The analysts at Zacks, for example, were encouraged by Clorox's latest earnings report that showed gains from cost-saving initiatives and apparent acceptance by consumers of price increases it initiated, but they still kept ratings at "neutral" because of economic headwinds that Clorox and other consumer-goods companies faced. Yet Citigroup analysts saw those same factors, and with 2012 sales expected to grow 4%, they upgraded the stock to a "buy" rating.

Investors think doing one thing and doing it well serves Clorox best. CAPS member wowdwarf2 says it's a simple company to understand and noted last month that it is "still able to keep even while the market is in retreat." The S&P had fallen 7% in March.

A clean sweep
Shares of Clorox have done quite well for themselves (and investors), rising almost 7% over the past month, though that's made the stock not as cheap to buy as it once was. Even though the stock goes for about 17 times earnings estimates, compared with its growth prospects it seems a bit pricey, and with an enterprise value-to-free cash flow ratio of 27, it's a tad expensive that way, too. At least on the surface, Zacks would seem to have it right with its neutral rating.

But that would be a nearsighted view. Over the next five years Clorox aims to triple the size of its health-care business to $300 million, at least half of which would occur through acquisitions. The health-care line of products has soared from $2 million in annual revenues to $100 million today in just the past five years, and with so many small companies out there focusing on disinfectants and cleaners, it sees plenty of opportunity to add to the two acquisitions it made earlier this year.

Clorox is also looking to expanding internationally and has its eye on Procter & Gamble's (NYSE: PG) bleach business in Central America. The core business will always be about bleach, but Clorox wants to take advantage of increased consumer concern about cleanliness.

Analysts are looking for Clorox to post revenues of $1.53 billion in the current quarter, which still makes the health-care business a small one in the overall scheme of things, but it's one of the fastest-growing ones it has. Profits are also expected to rise to $1.27 a share, meager growth from the year-ago period, but part of a steady progression that will see earnings rise by more than 5% in 2013.

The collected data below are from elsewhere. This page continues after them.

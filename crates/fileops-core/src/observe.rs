//! Transfer observation.
//!
//! The transfer loops report what happens to an observer instead of
//! logging directly, so callers decide what a block event is worth.

use std::time::Duration;

use crate::error::FileOpsError;
use crate::latency::TransferReport;
use crate::partition::{Block, ReadRange};

/// How blocks travel for one transfer.
#[derive(Debug, Clone, Copy, PartialEq, Eq, serde::Serialize, serde::Deserialize)]
#[serde(rename_all = "lowercase")]
pub enum TransferMode {
    /// One request, server pushes every block.
    Streaming,
    /// One request per block, client drives.
    Unary,
}

impl std::fmt::Display for TransferMode {
    fn fmt(&self, f: &mut std::fmt::Formatter<'_>) -> std::fmt::Result {
        match self {
            TransferMode::Streaming => f.write_str("streaming"),
            TransferMode::Unary => f.write_str("unary"),
        }
    }
}

pub trait TransferObserver: Send + Sync {
    fn on_start(&self, _path: &str, _range: &ReadRange, _mode: TransferMode) {}

    fn on_block(&self, _path: &str, _block: &Block, _received: usize, _elapsed: Duration) {}

    fn on_finish(&self, _path: &str, _report: &TransferReport) {}

    fn on_error(&self, _path: &str, _error: &FileOpsError, _report: &TransferReport) {}
}

/// Discards every event.
#[derive(Debug, Clone, Copy, Default)]
pub struct NoopObserver;

impl TransferObserver for NoopObserver {}

/// Maps transfer events onto `tracing` events.
#[derive(Debug, Clone, Copy, Default)]
pub struct TracingObserver;

impl TransferObserver for TracingObserver {
    fn on_start(&self, path: &str, range: &ReadRange, mode: TransferMode) {
        tracing::info!(
            path,
            offset = range.offset,
            size = range.size,
            block_size = range.block_size,
            blocks = range.block_count(),
            %mode,
            "transfer started"
        );
    }

    fn on_block(&self, path: &str, block: &Block, received: usize, elapsed: Duration) {
        tracing::debug!(
            path,
            offset = block.offset,
            length = block.length,
            received,
            elapsed_us = elapsed.as_micros() as u64,
            "block received"
        );
    }

    fn on_finish(&self, path: &str, report: &TransferReport) {
        tracing::info!(
            path,
            calls = report.stats.count,
            bytes = report.bytes,
            average = ?report.stats.average(),
            min = ?report.stats.min,
            max = ?report.stats.max,
            wall_clock = ?report.wall_clock,
            "transfer complete"
        );
    }

    fn on_error(&self, path: &str, error: &FileOpsError, report: &TransferReport) {
        tracing::warn!(
            path,
            error = %error,
            kind = ?error.kind(),
            calls = report.stats.count,
            bytes = report.bytes,
            "transfer aborted"
        );
    }
}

It's that almost single-minded purpose that attracted me to rate Clorox to outperform on CAPS and causes me to maintain the rating despite the dour confidence consumers are currently exhibiting. Add Clorox to the Fool's personalized stock-tracking service and tell me on the Clorox CAPS page or in the comments box below whether you think it will continue to clean up.

What's wrong with that?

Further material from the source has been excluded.